Give a bare count of the lines with "degrees" in the material below.
+++ Extracted material
// Dataset trait — indexed source of labeled images

/// A single sample: an image plus its class label.
///
/// Images are stored flattened in channel-first `[C, H, W]` order so that
/// augmentations and collation can work on them without reshaping.
#[derive(Debug, Clone, PartialEq)]
pub struct Sample {
    /// Pixel values (flattened, channel-first).
    pub features: Vec<f64>,
    /// Shape of the image, e.g. `[3, 32, 32]` for CIFAR.
    pub feature_shape: Vec<usize>,
    /// Target value(s).  For classification a single-element vec holding the
    /// class index as `f64`.
    pub target: Vec<f64>,
    /// Shape of the target, `[1]` for a class index.
    pub target_shape: Vec<usize>,
}

impl Sample {
    /// Build a classification sample from an image and a class index.
    pub fn image(features: Vec<f64>, feature_shape: Vec<usize>, class: usize) -> Self {
        Self {
            features,
            feature_shape,
            target: vec![class as f64],
            target_shape: vec![1],
        }
    }

    /// The class index stored in `target[0]`.
    pub fn class(&self) -> usize {
        self.target.first().map(|&t| t as usize).unwrap_or(0)
    }

    /// `(C, H, W)` if the sample is a 3-d image.
    pub fn chw(&self) -> Option<(usize, usize, usize)> {
        match self.feature_shape.as_slice() {
            &[c, h, w] => Some((c, h, w)),
            _ => None,
        }
    }
}

/// A dataset is an indexed collection of samples.
///
/// Implementations must be `Send + Sync` so loaders can read from multiple
/// threads when parallel fetching is enabled.
pub trait Dataset: Send + Sync {
    /// Total number of samples in the dataset.
    fn len(&self) -> usize;

    /// Whether the dataset is empty.
    fn is_empty(&self) -> bool {
        self.len() == 0
    }

    /// Retrieve the sample at position `index`.
    ///
    /// # Panics
    /// May panic if `index >= self.len()`.
    fn get(&self, index: usize) -> Sample;

    /// Class label of the sample at `index`.
    ///
    /// The default decodes the full sample; in-memory datasets override this
    /// so stratified sampling does not touch pixel data.
    fn label(&self, index: usize) -> usize {
        self.get(index).class()
    }

    /// All labels in index order.
    fn labels(&self) -> Vec<usize> {
        (0..self.len()).map(|i| self.label(i)).collect()
    }

    /// The shape of a single feature sample (without batch dim).
    fn feature_shape(&self) -> &[usize];

    /// The shape of a single target sample (without batch dim).
    fn target_shape(&self) -> &[usize];

    /// Optional human-readable name.
    fn name(&self) -> &str {
        "dataset"
    }
}
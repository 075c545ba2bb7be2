// SslDataModuleConfig — settings for the semi-supervised data module
//
// Every field has a default, so a JSON file only needs the keys it changes:
//
//   { "data_path": "/data/cifar", "dataset": "cifar100", "num_labeled": 10000 }

use std::path::{Path, PathBuf};

use serde::{Deserialize, Serialize};

use crate::cifar::CifarKind;
use crate::error::{DataError, Result};
use crate::split::SplitConfig;
use crate::views::AugmentMode;

/// Configuration for [`SslDataModule`](crate::SslDataModule).
#[derive(Debug, Clone, PartialEq, Serialize, Deserialize)]
#[serde(default)]
pub struct SslDataModuleConfig {
    /// Directory containing the extracted CIFAR binary archive.
    pub data_path: PathBuf,
    pub dataset: CifarKind,
    /// Unlabeled-to-labeled batch size ratio.
    pub mu: usize,
    /// View mode of the unlabeled training set.
    pub mode: AugmentMode,
    /// Total labeled budget, spread evenly over the classes.
    pub num_labeled: usize,
    /// Labeled (and validation) batch size.
    pub batch_size: usize,
    /// Optimisation steps per epoch.
    pub eval_step: usize,
    pub expand_labels: bool,
    /// Worker threads for each training loader.
    pub train_workers: usize,
    /// Worker threads for the validation loader.
    pub val_workers: usize,
    /// Seed for the split; also handed to every loader's config.
    pub seed: Option<u64>,
}

impl Default for SslDataModuleConfig {
    fn default() -> Self {
        Self {
            data_path: PathBuf::from("data"),
            dataset: CifarKind::Cifar10,
            mu: 7,
            mode: AugmentMode::FixMatch,
            num_labeled: 4000,
            batch_size: 128,
            eval_step: 1024,
            expand_labels: true,
            train_workers: 16,
            val_workers: 8,
            seed: None,
        }
    }
}

impl SslDataModuleConfig {
    pub fn data_path(mut self, p: impl Into<PathBuf>) -> Self {
        self.data_path = p.into();
        self
    }

    pub fn dataset(mut self, kind: CifarKind) -> Self {
        self.dataset = kind;
        self
    }

    pub fn mu(mut self, mu: usize) -> Self {
        self.mu = mu;
        self
    }

    pub fn mode(mut self, mode: AugmentMode) -> Self {
        self.mode = mode;
        self
    }

    pub fn num_labeled(mut self, n: usize) -> Self {
        self.num_labeled = n;
        self
    }

    pub fn batch_size(mut self, bs: usize) -> Self {
        self.batch_size = bs;
        self
    }

    pub fn eval_step(mut self, n: usize) -> Self {
        self.eval_step = n;
        self
    }

    pub fn expand_labels(mut self, e: bool) -> Self {
        self.expand_labels = e;
        self
    }

    pub fn train_workers(mut self, n: usize) -> Self {
        self.train_workers = n;
        self
    }

    pub fn val_workers(mut self, n: usize) -> Self {
        self.val_workers = n;
        self
    }

    pub fn seed(mut self, s: u64) -> Self {
        self.seed = Some(s);
        self
    }

    /// Parse a config from JSON and validate it.
    pub fn from_json_str(json: &str) -> Result<Self> {
        let config: Self = serde_json::from_str(json)?;
        config.validate()?;
        Ok(config)
    }

    /// Read a config from a JSON file and validate it.
    pub fn from_json_file(path: impl AsRef<Path>) -> Result<Self> {
        let path = path.as_ref();
        if !path.exists() {
            return Err(DataError::MissingFile(path.to_path_buf()));
        }
        let text = std::fs::read_to_string(path)?;
        Self::from_json_str(&text)
    }

    /// Check value ranges that would otherwise fail deep inside the loaders.
    pub fn validate(&self) -> Result<()> {
        if self.batch_size == 0 {
            crate::bail_config!("batch_size must be > 0");
        }
        if self.mu == 0 {
            crate::bail_config!("mu must be > 0");
        }
        if self.eval_step == 0 {
            crate::bail_config!("eval_step must be > 0");
        }
        if self.num_labeled == 0 {
            crate::bail_config!("num_labeled must be > 0");
        }
        if !self.mode.is_unlabeled_train() {
            return Err(DataError::InvalidMode {
                mode: self.mode.to_string(),
                context: "the unlabeled training set",
            });
        }
        Ok(())
    }

    /// Unlabeled batch size, `batch_size * mu`.
    pub fn unlabeled_batch_size(&self) -> usize {
        self.batch_size * self.mu
    }

    /// The split parameters implied by this config.
    pub fn split_config(&self) -> SplitConfig {
        let split = SplitConfig::new(self.dataset.num_classes())
            .num_labeled(self.num_labeled)
            .eval_step(self.eval_step)
            .batch_size(self.batch_size)
            .expand_labels(self.expand_labels);
        match self.seed {
            Some(seed) => split.seed(seed),
            None => split,
        }
    }
}
// RandAugment (FixMatch variant) — strong augmentation policy
//
// Each call picks `n` operations (with replacement) from a fixed pool, draws a
// magnitude in [1, m) for each, and applies every pick with probability 0.5.
// A gray Cutout square is always applied last.
//
// Operations work on [C, H, W] images with values in [0, 1].  Ops that are
// defined on 8-bit levels (posterize, solarize, equalize) quantize to 0..=255
// internally.  Geometric ops use nearest-neighbour sampling and fill the
// uncovered area with black.

use rand::seq::SliceRandom;
use rand::{thread_rng, Rng};

use crate::augment::{adjust_saturation, blend_constant, grayscale_plane, mean};
use crate::dataset::Sample;
use crate::transform::Transform;

/// Magnitudes are expressed on a 0..10 scale.
const PARAMETER_MAX: f64 = 10.0;

/// Cutout fill, mid gray (127 / 255).
const CUTOUT_FILL: f64 = 127.0 / 255.0;

/// A single RandAugment operation.
#[derive(Debug, Clone, Copy, PartialEq, Eq)]
pub enum AugmentOp {
    AutoContrast,
    Brightness,
    Color,
    Contrast,
    Equalize,
    Identity,
    Posterize,
    Rotate,
    Sharpness,
    ShearX,
    ShearY,
    Solarize,
    TranslateX,
    TranslateY,
}

/// The FixMatch operation pool: `(op, max value, bias)`.
pub const FIXMATCH_POOL: [(AugmentOp, f64, f64); 14] = [
    (AugmentOp::AutoContrast, 0.0, 0.0),
    (AugmentOp::Brightness, 0.9, 0.05),
    (AugmentOp::Color, 0.9, 0.05),
    (AugmentOp::Contrast, 0.9, 0.05),
    (AugmentOp::Equalize, 0.0, 0.0),
    (AugmentOp::Identity, 0.0, 0.0),
    (AugmentOp::Posterize, 4.0, 4.0),
    (AugmentOp::Rotate, 30.0, 0.0),
    (AugmentOp::Sharpness, 0.9, 0.05),
    (AugmentOp::ShearX, 0.3, 0.0),
    (AugmentOp::ShearY, 0.3, 0.0),
    (AugmentOp::Solarize, 256.0, 0.0),
    (AugmentOp::TranslateX, 0.3, 0.0),
    (AugmentOp::TranslateY, 0.3, 0.0),
];

fn float_parameter(v: usize, max_v: f64) -> f64 {
    v as f64 * max_v / PARAMETER_MAX
}

fn int_parameter(v: usize, max_v: f64) -> i64 {
    (v as f64 * max_v / PARAMETER_MAX) as i64
}

fn random_sign<R: Rng>(rng: &mut R, v: f64) -> f64 {
    if rng.gen::<f64>() < 0.5 {
        -v
    } else {
        v
    }
}

/// RandAugment with the FixMatch pool and a fixed Cutout.
#[derive(Debug, Clone)]
pub struct RandAugmentMc {
    /// Operations drawn per image.
    pub n: usize,
    /// Upper bound (exclusive) of the magnitude draw.
    pub m: usize,
    /// Side of the Cutout square in pixels.
    pub cutout: usize,
}

impl RandAugmentMc {
    pub fn new(n: usize, m: usize) -> Self {
        assert!((1..=10).contains(&m), "RandAugmentMc: m must be in 1..=10, got {m}");
        Self { n, m, cutout: 16 }
    }

    pub fn cutout(mut self, size: usize) -> Self {
        self.cutout = size;
        self
    }
}

impl Transform for RandAugmentMc {
    fn apply(&self, mut sample: Sample) -> Sample {
        if sample.chw().is_none() {
            return sample;
        }
        let mut rng = thread_rng();
        for _ in 0..self.n {
            let Some(&(op, max_v, bias)) = FIXMATCH_POOL.choose(&mut rng) else {
                break;
            };
            let v = if self.m > 1 { rng.gen_range(1..self.m) } else { 1 };
            if rng.gen::<f64>() < 0.5 {
                apply_op(&mut sample, op, v, max_v, bias, &mut rng);
            }
        }
        cutout_abs(&mut sample, self.cutout, &mut rng);
        sample
    }
}

/// Apply one operation at magnitude `v` (0..10 scale).
pub fn apply_op<R: Rng>(
    sample: &mut Sample,
    op: AugmentOp,
    v: usize,
    max_v: f64,
    bias: f64,
    rng: &mut R,
) {
    let Some((c, h, w)) = sample.chw().filter(|&(_, h, w)| h * w > 0) else {
        return;
    };
    let plane = h * w;
    let img = &mut sample.features;
    match op {
        AugmentOp::Identity => {}
        AugmentOp::AutoContrast => auto_contrast(img, plane),
        AugmentOp::Equalize => equalize(img, plane),
        AugmentOp::Brightness => {
            blend_constant(img, 0.0, float_parameter(v, max_v) + bias);
        }
        AugmentOp::Color => {
            if c == 3 {
                adjust_saturation(img, plane, float_parameter(v, max_v) + bias);
            }
        }
        AugmentOp::Contrast => {
            let m = if c == 3 {
                mean(&grayscale_plane(img, plane))
            } else {
                mean(img)
            };
            blend_constant(img, m, float_parameter(v, max_v) + bias);
        }
        AugmentOp::Sharpness => sharpness(img, (c, h, w), float_parameter(v, max_v) + bias),
        AugmentOp::Posterize => {
            let bits = (int_parameter(v, max_v) + bias as i64).clamp(1, 8) as u32;
            let mask = !((1u16 << (8 - bits)) - 1) as u8;
            for x in img.iter_mut() {
                *x = (to_level(*x) & mask) as f64 / 255.0;
            }
        }
        AugmentOp::Solarize => {
            let threshold = 256 - int_parameter(v, max_v);
            for x in img.iter_mut() {
                let level = to_level(*x) as i64;
                if level >= threshold {
                    *x = (255 - level) as f64 / 255.0;
                }
            }
        }
        AugmentOp::Rotate => {
            let degrees = random_sign(rng, int_parameter(v, max_v) as f64);
            let a = -degrees.to_radians();
            let (cos, sin) = (a.cos(), a.sin());
            let (cx, cy) = (w as f64 / 2.0, h as f64 / 2.0);
            // Rotation about the centre, expressed as an output → input map.
            let matrix = [
                cos,
                sin,
                cx - cos * cx - sin * cy,
                -sin,
                cos,
                cy + sin * cx - cos * cy,
            ];
            *img = affine(img, (c, h, w), matrix);
        }
        AugmentOp::ShearX => {
            let s = random_sign(rng, float_parameter(v, max_v));
            *img = affine(img, (c, h, w), [1.0, s, 0.0, 0.0, 1.0, 0.0]);
        }
        AugmentOp::ShearY => {
            let s = random_sign(rng, float_parameter(v, max_v));
            *img = affine(img, (c, h, w), [1.0, 0.0, 0.0, s, 1.0, 0.0]);
        }
        AugmentOp::TranslateX => {
            let t = random_sign(rng, float_parameter(v, max_v));
            let px = (t * w as f64).trunc();
            *img = affine(img, (c, h, w), [1.0, 0.0, px, 0.0, 1.0, 0.0]);
        }
        AugmentOp::TranslateY => {
            let t = random_sign(rng, float_parameter(v, max_v));
            let py = (t * h as f64).trunc();
            *img = affine(img, (c, h, w), [1.0, 0.0, 0.0, 0.0, 1.0, py]);
        }
    }
}

fn to_level(x: f64) -> u8 {
    (x * 255.0).round().clamp(0.0, 255.0) as u8
}

/// Stretch each channel so its darkest pixel maps to 0 and brightest to 1.
fn auto_contrast(img: &mut [f64], plane: usize) {
    for channel in img.chunks_mut(plane) {
        let lo = channel.iter().copied().fold(f64::INFINITY, f64::min);
        let hi = channel.iter().copied().fold(f64::NEG_INFINITY, f64::max);
        if hi > lo {
            for x in channel {
                *x = (*x - lo) / (hi - lo);
            }
        }
    }
}

/// Per-channel histogram equalization over 256 levels.
fn equalize(img: &mut [f64], plane: usize) {
    for channel in img.chunks_mut(plane) {
        let mut hist = [0usize; 256];
        for &x in channel.iter() {
            hist[to_level(x) as usize] += 1;
        }
        let last_nonzero = hist.iter().rev().find(|&&n| n > 0).copied().unwrap_or(0);
        let step = (channel.len() - last_nonzero) / 255;
        if step == 0 {
            continue;
        }
        let mut lut = [0u8; 256];
        let mut n = step / 2;
        for (level, &count) in hist.iter().enumerate() {
            lut[level] = (n / step).min(255) as u8;
            n += count;
        }
        for x in channel {
            *x = lut[to_level(*x) as usize] as f64 / 255.0;
        }
    }
}

/// Blend the image with a 3×3 smoothed copy: `f = 0` smooth, `f = 1` original.
fn sharpness(img: &mut [f64], (c, h, w): (usize, usize, usize), f: f64) {
    if h < 3 || w < 3 {
        return;
    }
    let original = img.to_vec();
    for ch in 0..c {
        let base = ch * h * w;
        for y in 1..h - 1 {
            for x in 1..w - 1 {
                let mut acc = 0.0;
                for dy in 0..3 {
                    for dx in 0..3 {
                        let weight = if dy == 1 && dx == 1 { 5.0 } else { 1.0 };
                        acc += weight * original[base + (y + dy - 1) * w + (x + dx - 1)];
                    }
                }
                let smooth = acc / 13.0;
                let idx = base + y * w + x;
                img[idx] = (smooth + f * (original[idx] - smooth)).clamp(0.0, 1.0);
            }
        }
    }
}

/// Resample with an output → input affine map `[a, b, c, d, e, f]`:
/// `x_in = a·x + b·y + c`, `y_in = d·x + e·y + f` (pixel centres).
fn affine(img: &[f64], (c, h, w): (usize, usize, usize), m: [f64; 6]) -> Vec<f64> {
    let mut out = vec![0.0; img.len()];
    for y in 0..h {
        let yc = y as f64 + 0.5;
        for x in 0..w {
            let xc = x as f64 + 0.5;
            let sx = (m[0] * xc + m[1] * yc + m[2]).floor();
            let sy = (m[3] * xc + m[4] * yc + m[5]).floor();
            if sx < 0.0 || sy < 0.0 || sx >= w as f64 || sy >= h as f64 {
                continue;
            }
            let (sx, sy) = (sx as usize, sy as usize);
            for ch in 0..c {
                out[ch * h * w + y * w + x] = img[ch * h * w + sy * w + sx];
            }
        }
    }
    out
}

/// Fill a `size × size` square at a random centre with mid gray.
fn cutout_abs<R: Rng>(sample: &mut Sample, size: usize, rng: &mut R) {
    let Some((c, h, w)) = sample.chw() else {
        return;
    };
    if size == 0 || h == 0 || w == 0 {
        return;
    }
    let cx = rng.gen_range(0.0..w as f64);
    let cy = rng.gen_range(0.0..h as f64);
    let half = size as f64 / 2.0;
    // Only the far edge is clipped: near the top-left border the square
    // still spans `size` pixels.
    let x0 = (cx - half).max(0.0) as usize;
    let y0 = (cy - half).max(0.0) as usize;
    let x1 = (x0 + size).min(w);
    let y1 = (y0 + size).min(h);
    for ch in 0..c {
        for y in y0..y1 {
            let row = ch * h * w + y * w;
            sample.features[row + x0..row + x1].fill(CUTOUT_FILL);
        }
    }
}
//! H.264 RTP payloader (RFC 6184, packetization-mode=1).
//!
//! Turns one Annex B access unit into the ordered list of RTP payloads:
//!
//! - **Single NAL Unit** (§5.6): NAL units that fit within the MTU are
//!   forwarded as-is, without their start code.
//! - **STAP-A** (§5.7.1): an SPS and PPS seen in the access unit are held
//!   back and aggregated into one packet in front of the next forwarded
//!   NAL unit.
//! - **FU-A** (§5.8): NAL units larger than the MTU are fragmented.
//!
//! Access unit delimiters and filler data are dropped; they carry nothing a
//! receiver needs once the stream is framed by RTP.

pub mod fu_a;
pub mod nal;
pub mod params;
pub mod stap_a;

use std::borrow::Cow;

use super::Payloader;
use nal::NalUnitType;

pub use params::ParameterSets;

/// MTU used when none is configured.
pub const DEFAULT_MTU: u16 = 1200;

/// H.264 payloader.
///
/// Holds only its MTU; the SPS/PPS pair awaiting aggregation lives on the
/// stack of a single [`payload`](Payloader::payload) call and never leaks
/// into the next access unit.
#[derive(Debug, Clone, Copy, PartialEq, Eq)]
pub struct H264Payloader {
    mtu: u16,
}

impl H264Payloader {
    pub fn new(mtu: u16) -> Self {
        Self { mtu }
    }
}

impl Default for H264Payloader {
    fn default() -> Self {
        Self::new(DEFAULT_MTU)
    }
}

impl Payloader for H264Payloader {
    fn payload<'a>(&self, data: &'a [u8]) -> Vec<Cow<'a, [u8]>> {
        let mtu = usize::from(self.mtu);
        let mut payloads: Vec<Cow<'a, [u8]>> = Vec::new();

        let mut sps: Option<&'a [u8]> = None;
        let mut pps: Option<&'a [u8]> = None;

        for unit in nal::split_nal_units(data) {
            let Some((nal_type, _)) = nal::nal_unit_type(unit) else {
                continue;
            };

            match nal_type {
                NalUnitType::AccessUnitDelimiter | NalUnitType::Filler => continue,
                NalUnitType::Sps => {
                    sps = Some(unit);
                    continue;
                }
                NalUnitType::Pps => {
                    pps = Some(unit);
                    continue;
                }
                _ => {}
            }

            if let (Some(sps_nal), Some(pps_nal)) = (sps, pps) {
                match stap_a::pack(sps_nal, pps_nal).filter(|stap| stap.len() <= mtu) {
                    Some(stap) => payloads.push(Cow::Owned(stap)),
                    None => tracing::debug!(
                        size = stap_a::packed_len(sps_nal, pps_nal),
                        mtu,
                        "STAP-A for SPS/PPS exceeds MTU, dropping parameter sets"
                    ),
                }
                sps = None;
                pps = None;
            }

            if unit.len() <= mtu {
                payloads.push(Cow::Borrowed(unit));
            } else {
                payloads.extend(fu_a::fragment(unit, mtu).into_iter().map(Cow::Owned));
            }
        }

        payloads
    }

    fn name(&self) -> &'static str {
        "H264"
    }
}
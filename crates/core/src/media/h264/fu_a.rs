//! FU-A fragmentation (RFC 6184 §5.8).
//!
//! Each fragment carries a 2-byte FU header before a slice of the NAL
//! payload:
//!
//! ```text
//! FU indicator:  [F|NRI|Type=28]     (1 byte)
//! FU header:     [S|E|R|NAL_Type]    (1 byte)
//! Fragment data: [...]               (up to MTU - 2 bytes)
//! ```
//!
//! The original NAL header byte is not transmitted; its NRI travels in the
//! FU indicator and its type in the FU header.

use super::nal::{NAL_REF_IDC_MASK, NAL_TYPE_MASK};

/// FU-A NAL unit type.
pub const FU_A_TYPE: u8 = 28;
/// FU indicator + FU header.
pub const FU_A_HEADER_SIZE: usize = 2;

const FU_START: u8 = 0x80;
const FU_END: u8 = 0x40;

/// Fragment one NAL unit into FU-A payloads no larger than `mtu`.
///
/// Every fragment but the last carries `mtu - 2` payload bytes. The start
/// bit is set on the first fragment and the end bit on the last, so the
/// concatenated fragment bodies reproduce `nal[1..]` exactly.
///
/// Returns nothing when there is no body past the NAL header, or when the
/// MTU leaves no room after the FU header.
pub fn fragment(nal: &[u8], mtu: usize) -> Vec<Vec<u8>> {
    let Some((&nal_header, body)) = nal.split_first() else {
        return Vec::new();
    };

    let max_fragment = mtu.saturating_sub(FU_A_HEADER_SIZE);
    if max_fragment.min(body.len()) == 0 {
        tracing::warn!(
            nal_size = nal.len(),
            mtu,
            "NAL unit cannot be FU-A fragmented, dropping"
        );
        return Vec::new();
    }

    let nal_type = nal_header & NAL_TYPE_MASK;
    let fu_indicator = FU_A_TYPE | (nal_header & NAL_REF_IDC_MASK);

    let chunks = body.chunks(max_fragment);
    let count = chunks.len();

    let fragments: Vec<Vec<u8>> = chunks
        .enumerate()
        .map(|(i, chunk)| {
            let mut fu_header = nal_type;
            if i == 0 {
                fu_header |= FU_START;
            }
            if i + 1 == count {
                fu_header |= FU_END;
            }

            let mut out = Vec::with_capacity(FU_A_HEADER_SIZE + chunk.len());
            out.push(fu_indicator);
            out.push(fu_header);
            out.extend_from_slice(chunk);
            out
        })
        .collect();

    tracing::trace!(
        nal_type,
        nal_size = nal.len(),
        fragments = fragments.len(),
        "FU-A fragmented NAL unit"
    );

    fragments
}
++++++
Response to the task: 2